If you need to add drush, you can do it, perhaps the easiest way, by installing it via pear. (You'll have to login and then install pear ("sudo apt-get install php-pear"). The drush page shows how to install it via pear. Next, you'll just have to find your Drupal webroot (see above), or, if you want to find them another way, you can use the locate command (you'll need to run "sudo updatedb" first); then you can type "locate drupal" or whatever string you want to use. That will give you a list of files/directories that have "drupal" in them.
cd to your installation directory and then type "drush dl " — the module name is the name space, and, so, for instance, Entity Reference is entityreference, and Display Suite is ds. You can find the name to use by going to the module page on the Drupal site and grabbing whatever is the after the last forward slash.
If you want to install them via the "install module" option in the Drupal Admin (this is for D7+), then you'll have to copy the .tar.gz download link and place that in there.

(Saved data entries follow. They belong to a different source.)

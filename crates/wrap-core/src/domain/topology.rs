//! Monitor topology: edge classification and wrap-destination mapping.
//!
//! A [`Topology`] is built from a flat list of monitor rectangles.  Each
//! monitor contributes four [`Edge`]s.  An edge is *internal* when another
//! monitor's opposite edge lies within [`ADJACENCY_TOLERANCE`] of it and the
//! two overlap along their length by more than the tolerance; every other
//! edge is *outer* and faces open space.  Only outer edges can trigger a wrap.
//!
//! Monitor rectangles are not guaranteed to be contiguous or aligned, so the
//! tolerance absorbs the few pixels of DPI/snapping rounding the OS display
//! settings leave between monitors that are logically touching.
//!
//! A topology is immutable once built.  When the display configuration
//! changes a new one is built and published wholesale (see
//! [`crate::engine::store::TopologyStore`]).

use std::collections::BTreeMap;

use serde::Serialize;
use tracing::debug;

use super::geometry::{MonitorId, MonitorRect, Point};
use super::settings::WrapMode;

/// Pixel slack allowed when deciding whether two facing edges touch.
pub const ADJACENCY_TOLERANCE: i32 = 50;

/// Number of outermost pixel rows/columns that count as "on the edge".
const EDGE_BAND: i32 = 1;

/// Inset used when a wrap lands on the source monitor itself.
const SAME_MONITOR_INSET: i32 = 2;

/// The four sides of a monitor rectangle.
#[derive(Debug, Clone, Copy, PartialEq, Eq, Hash, PartialOrd, Ord, Serialize)]
pub enum EdgeType {
    Left,
    Right,
    Top,
    Bottom,
}

impl EdgeType {
    /// All edge types in candidate order.
    pub const ALL: [EdgeType; 4] = [
        EdgeType::Left,
        EdgeType::Right,
        EdgeType::Top,
        EdgeType::Bottom,
    ];

    /// `Left`↔`Right`, `Top`↔`Bottom`.
    pub fn opposite(self) -> Self {
        match self {
            EdgeType::Left => EdgeType::Right,
            EdgeType::Right => EdgeType::Left,
            EdgeType::Top => EdgeType::Bottom,
            EdgeType::Bottom => EdgeType::Top,
        }
    }

    /// `true` for `Left`/`Right`, whose edges run vertically and are
    /// positioned on the X axis.
    pub fn is_side(self) -> bool {
        matches!(self, EdgeType::Left | EdgeType::Right)
    }

    /// Returns `true` if `mode` permits wrapping across this edge.
    pub fn allowed_by(self, mode: WrapMode) -> bool {
        if self.is_side() {
            mode.allows_horizontal()
        } else {
            mode.allows_vertical()
        }
    }

    /// The coordinate of `p` along this edge's own axis.
    fn along(self, p: Point) -> i32 {
        if self.is_side() {
            p.y
        } else {
            p.x
        }
    }

    /// The coordinate of `p` on the axis perpendicular to this edge.
    fn across(self, p: Point) -> i32 {
        if self.is_side() {
            p.x
        } else {
            p.y
        }
    }
}

/// One side of one monitor.
///
/// `position` is the edge's coordinate on the perpendicular axis: `left` for
/// `Left`, `right - 1` for `Right`, `top` for `Top`, `bottom - 1` for
/// `Bottom`.  Touching edges of contiguous monitors therefore land exactly
/// one pixel apart.  `start..=end` is the edge's extent along its own axis.
#[derive(Debug, Clone, Copy, PartialEq, Eq, Serialize)]
pub struct Edge {
    pub monitor: MonitorId,
    pub edge_type: EdgeType,
    pub position: i32,
    pub start: i32,
    pub end: i32,
    pub is_outer: bool,
}

impl Edge {
    fn of(monitor: &MonitorRect, edge_type: EdgeType) -> Self {
        let (position, start, end) = match edge_type {
            EdgeType::Left => (monitor.left, monitor.top, monitor.bottom),
            EdgeType::Right => (monitor.right - 1, monitor.top, monitor.bottom),
            EdgeType::Top => (monitor.top, monitor.left, monitor.right),
            EdgeType::Bottom => (monitor.bottom - 1, monitor.left, monitor.right),
        };
        Self {
            monitor: monitor.id,
            edge_type,
            position,
            start,
            end,
            is_outer: true,
        }
    }

    /// Returns `true` if `coord` falls within `start..=end`.
    pub fn contains(&self, coord: i32) -> bool {
        coord >= self.start && coord <= self.end
    }

    /// Returns `true` if `other` is a neighbouring monitor's facing edge.
    fn abuts(&self, other: &Edge) -> bool {
        if other.edge_type != self.edge_type.opposite() {
            return false;
        }
        if (self.position - other.position).abs() > ADJACENCY_TOLERANCE {
            return false;
        }
        let overlap = self.end.min(other.end) - self.start.max(other.start);
        overlap > ADJACENCY_TOLERANCE
    }

    /// Returns `true` if `self` lies further in the wrap direction of a
    /// `source` edge than `other` does.
    fn is_further_than(&self, other: &Edge, source: EdgeType) -> bool {
        match source {
            // Leaving through a left/top edge re-enters at the largest right/bottom.
            EdgeType::Left | EdgeType::Top => self.position > other.position,
            EdgeType::Right | EdgeType::Bottom => self.position < other.position,
        }
    }
}

/// All edges of a topology, keyed by owning monitor and side.
pub type EdgeMap = BTreeMap<(MonitorId, EdgeType), Edge>;

/// Synthesises the four edges of every monitor, all initially outer.
pub fn build_edge_map(monitors: &[MonitorRect]) -> EdgeMap {
    let mut edges = EdgeMap::new();
    for monitor in monitors {
        for edge_type in EdgeType::ALL {
            edges.insert((monitor.id, edge_type), Edge::of(monitor, edge_type));
        }
    }
    edges
}

/// Clears `is_outer` on every edge that abuts another monitor's opposite
/// edge, and returns the edges that remain outer.
///
/// O(n²) over the edge count, which is four times a handful of monitors.
pub fn identify_outer_edges(edges: &mut EdgeMap) -> Vec<Edge> {
    let all: Vec<Edge> = edges.values().copied().collect();
    for edge in edges.values_mut() {
        let has_neighbour = all
            .iter()
            .any(|other| other.monitor != edge.monitor && edge.abuts(other));
        edge.is_outer = !has_neighbour;
    }
    edges.values().filter(|e| e.is_outer).copied().collect()
}

/// Which axis a [`GapInfo`] was measured on.
#[derive(Debug, Clone, Copy, PartialEq, Eq, Serialize)]
pub enum GapAxis {
    /// Monitors share vertical extent but are separated left-to-right.
    Horizontal,
    /// Monitors share horizontal extent but are separated top-to-bottom.
    Vertical,
}

/// Two monitors that look side by side but are too far apart to be treated
/// as adjacent.
#[derive(Debug, Clone, Copy, PartialEq, Eq, Serialize)]
pub struct GapInfo {
    pub first: MonitorId,
    pub second: MonitorId,
    pub axis: GapAxis,
    /// Distance between the facing sides, in pixels.
    pub gap: i32,
    /// Shared extent on the other axis, in pixels.
    pub overlap: i32,
}

/// Reports monitor pairs that overlap on one axis but are separated on the
/// other by more than [`ADJACENCY_TOLERANCE`].
///
/// This is the usual symptom of monitors that look adjacent in the OS display
/// settings but are not snapped together, so their shared seam is classified
/// as two outer edges.  Diagnostic only; the decision engine never reads it.
///
/// For every pair sharing vertical extent the horizontal gap is the smaller
/// of `|m1.right - m2.left|` and `|m2.right - m1.left|`, so overlapping or
/// duplicated rectangles are reported too.  Pairs sharing only horizontal
/// extent are measured the same way top-to-bottom.
pub fn detect_monitor_gaps(monitors: &[MonitorRect]) -> Vec<GapInfo> {
    let mut gaps = Vec::new();
    for (i, m1) in monitors.iter().enumerate() {
        for m2 in &monitors[i + 1..] {
            let v_overlap = m1.vertical_overlap(m2);
            let h_overlap = m1.horizontal_overlap(m2);

            if v_overlap > 0 {
                let gap = (m1.right - m2.left).abs().min((m2.right - m1.left).abs());
                if gap > ADJACENCY_TOLERANCE {
                    gaps.push(GapInfo {
                        first: m1.id,
                        second: m2.id,
                        axis: GapAxis::Horizontal,
                        gap,
                        overlap: v_overlap,
                    });
                }
            } else if h_overlap > 0 && v_overlap <= 0 {
                let gap = (m1.bottom - m2.top).abs().min((m2.bottom - m1.top).abs());
                if gap > ADJACENCY_TOLERANCE {
                    gaps.push(GapInfo {
                        first: m1.id,
                        second: m2.id,
                        axis: GapAxis::Vertical,
                        gap,
                        overlap: h_overlap,
                    });
                }
            }
        }
    }
    gaps
}

/// Maps `along` proportionally from `from.start..=from.end` onto
/// `to.start..=to.end`, landing on a real pixel of the target edge.
fn map_along(from: &Edge, to: &Edge, along: i32) -> i32 {
    let from_len = from.end - from.start;
    if from_len <= 0 {
        return to.start;
    }
    let t = f64::from(along.clamp(from.start, from.end) - from.start) / f64::from(from_len);
    let mapped = to.start + (t * f64::from(to.end - to.start)) as i32;
    mapped.clamp(to.start, (to.end - 1).max(to.start))
}

/// An immutable snapshot of the monitor arrangement with classified edges.
#[derive(Debug, Clone, Default)]
pub struct Topology {
    monitors: Vec<MonitorRect>,
    edges: EdgeMap,
    outer_edges: Vec<Edge>,
}

impl Topology {
    /// Builds and classifies a topology from enumerated monitors.
    ///
    /// Monitor ids must be unique.  An empty list yields an inert topology
    /// with no outer edges.
    pub fn new(monitors: Vec<MonitorRect>) -> Self {
        let mut edges = build_edge_map(&monitors);
        let outer_edges = identify_outer_edges(&mut edges);
        debug!(
            monitors = monitors.len(),
            edges = edges.len(),
            outer = outer_edges.len(),
            "topology built"
        );
        Self {
            monitors,
            edges,
            outer_edges,
        }
    }

    /// A topology with no monitors.
    pub fn empty() -> Self {
        Self::default()
    }

    pub fn monitors(&self) -> &[MonitorRect] {
        &self.monitors
    }

    pub fn monitor_count(&self) -> usize {
        self.monitors.len()
    }

    pub fn monitor(&self, id: MonitorId) -> Option<&MonitorRect> {
        self.monitors.iter().find(|m| m.id == id)
    }

    pub fn edge(&self, monitor: MonitorId, edge_type: EdgeType) -> Option<&Edge> {
        self.edges.get(&(monitor, edge_type))
    }

    pub fn edges(&self) -> impl Iterator<Item = &Edge> {
        self.edges.values()
    }

    pub fn outer_edges(&self) -> &[Edge] {
        &self.outer_edges
    }

    /// Returns the monitor containing `p`, or the nearest one when `p` lies
    /// outside every monitor (a raw hook point can overshoot the desktop).
    pub fn monitor_at(&self, p: Point) -> Option<&MonitorRect> {
        self.monitors
            .iter()
            .find(|m| m.contains(p))
            .or_else(|| self.monitors.iter().min_by_key(|m| m.distance_squared_to(p)))
    }

    /// Returns the wrap-actionable outer edge of `monitor` that `p` sits on.
    ///
    /// Only edge types permitted by `mode` are considered.  At a corner more
    /// than one edge may qualify; the first (in [`EdgeType::ALL`] order) that
    /// has an opposite outer edge wins.
    pub fn is_on_outer_edge(
        &self,
        monitor: MonitorId,
        p: Point,
        mode: WrapMode,
    ) -> Option<EdgeType> {
        self.find_wrappable_edge(monitor, p, mode, |_| true)
    }

    /// Like [`Topology::is_on_outer_edge`], with an extra caller-supplied
    /// filter applied to each candidate before its opposite is looked up.
    pub fn find_wrappable_edge<F>(
        &self,
        monitor: MonitorId,
        p: Point,
        mode: WrapMode,
        permit: F,
    ) -> Option<EdgeType>
    where
        F: Fn(EdgeType) -> bool,
    {
        let rect = self.monitor(monitor)?;
        let c = rect.clamp(p);

        EdgeType::ALL
            .into_iter()
            .filter(|t| t.allowed_by(mode) && permit(*t))
            .filter(|t| {
                self.edge(monitor, *t)
                    .is_some_and(|e| e.is_outer && (t.across(c) - e.position).abs() < EDGE_BAND)
            })
            .find(|t| self.find_opposite_outer_edge(*t, t.along(c)).is_some())
    }

    /// Finds the outer edge a cursor leaving through an `edge_type` edge at
    /// `along` should re-enter from.
    ///
    /// Among outer edges of the opposite type whose extent contains `along`,
    /// picks the one furthest in the wrap direction, so the cursor always
    /// reappears on the outermost boundary of the far side rather than on an
    /// intermediate monitor.
    pub fn find_opposite_outer_edge(&self, edge_type: EdgeType, along: i32) -> Option<&Edge> {
        self.opposite_outer_edge(edge_type, along, None)
    }

    /// [`Topology::find_opposite_outer_edge`] restricted to edges not owned
    /// by `exclude`.
    fn opposite_outer_edge(
        &self,
        edge_type: EdgeType,
        along: i32,
        exclude: Option<MonitorId>,
    ) -> Option<&Edge> {
        let target = edge_type.opposite();
        self.outer_edges
            .iter()
            .filter(|e| e.edge_type == target && e.contains(along))
            .filter(|e| Some(e.monitor) != exclude)
            .fold(None, |best: Option<&Edge>, e| match best {
                Some(b) if !e.is_further_than(b, edge_type) => Some(b),
                _ => Some(e),
            })
    }

    /// Computes where the cursor at `p` on `from`'s `edge_type` edge should
    /// be moved.
    ///
    /// The target is the furthest opposite outer edge owned by another
    /// monitor, and the cursor keeps its fractional position along the
    /// boundary.  When no other monitor's outer edge contains the coordinate
    /// the cursor is moved 2px inside `from` on the opposite side so it
    /// cannot immediately re-trigger.  An unknown monitor leaves `p`
    /// unchanged.
    pub fn get_wrap_destination(&self, from: MonitorId, p: Point, edge_type: EdgeType) -> Point {
        let (Some(rect), Some(source)) = (self.monitor(from), self.edge(from, edge_type)) else {
            return p;
        };
        let c = rect.clamp(p);
        let along = edge_type.along(c);

        match self.opposite_outer_edge(edge_type, along, Some(from)) {
            Some(target) => {
                let mapped = map_along(source, target, along);
                if edge_type.is_side() {
                    Point::new(target.position, mapped)
                } else {
                    Point::new(mapped, target.position)
                }
            }
            None => match edge_type {
                EdgeType::Left => Point::new(rect.right - SAME_MONITOR_INSET, c.y),
                EdgeType::Right => Point::new(rect.left + SAME_MONITOR_INSET, c.y),
                EdgeType::Top => Point::new(c.x, rect.bottom - SAME_MONITOR_INSET),
                EdgeType::Bottom => Point::new(c.x, rect.top + SAME_MONITOR_INSET),
            },
        }
    }
}

// ── Tests ─────────────────────────────────────────────────────────────────────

If you're doing it via drush, then the ownership of the file will be for the user and not apache (or nginx), and so you can't do a regular "update modules" from there unless you change the permissions (easiest way: from the drupal directory: "sudo chown -R www-data:www-data sites"). If apache is running under a user like httpd, then use httpd:httpd instead of www-data.
If you install the modules via the Drupal admin page, then you won't need to change the permissions.
Hope this helps.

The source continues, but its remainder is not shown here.